* **Your objective**
Copy the data word for word, keeping every line.

Data records
==*==

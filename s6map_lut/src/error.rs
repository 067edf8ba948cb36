use thiserror::Error;

/// LUT mapping failures.
#[derive(Debug, Error, PartialEq, Eq)]
pub enum LutError {
    /// The function needs more inputs than one LUT has.
    #[error("logic depends on {needed} inputs but a LUT takes at most {max}")]
    TooManyInputs { needed: usize, max: usize },
    /// The requested fan-in is not a LUT size.
    #[error("fan-in limit {0} is outside 1..=6")]
    BadFanIn(usize),
    /// A mapper option key or value is not recognized.
    #[error("unknown mapper option `{key}={value}`")]
    BadOption { key: String, value: String },
    /// No mapper has this name.
    #[error("unknown LUT mapper `{0}`")]
    UnknownMapper(String),
    /// The expression contains a flip-flop.
    #[error("flip-flops cannot be mapped to LUTs")]
    Sequential,
}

==*==

* **Written solution**
filename s6map_lut/src/error.rs
repository 067edf8ba948cb36
use thiserror::Error;

/// LUT mapping failures.
#[derive(Debug, Error, PartialEq, Eq)]
pub enum LutError {
    /// The function needs more inputs than one LUT has.
    #[error("logic depends on {needed} inputs but a LUT takes at most {max}")]
    TooManyInputs { needed: usize, max: usize },
    /// The requested fan-in is not a LUT size.
    #[error("fan-in limit {0} is outside 1..=6")]
    BadFanIn(usize),
    /// A mapper option key or value is not recognized.
    #[error("unknown mapper option `{key}={value}`")]
    BadOption { key: String, value: String },
    /// No mapper has this name.
    #[error("unknown LUT mapper `{0}`")]
    UnknownMapper(String),
    /// The expression contains a flip-flop.
    #[error("flip-flops cannot be mapped to LUTs")]
    Sequential,
}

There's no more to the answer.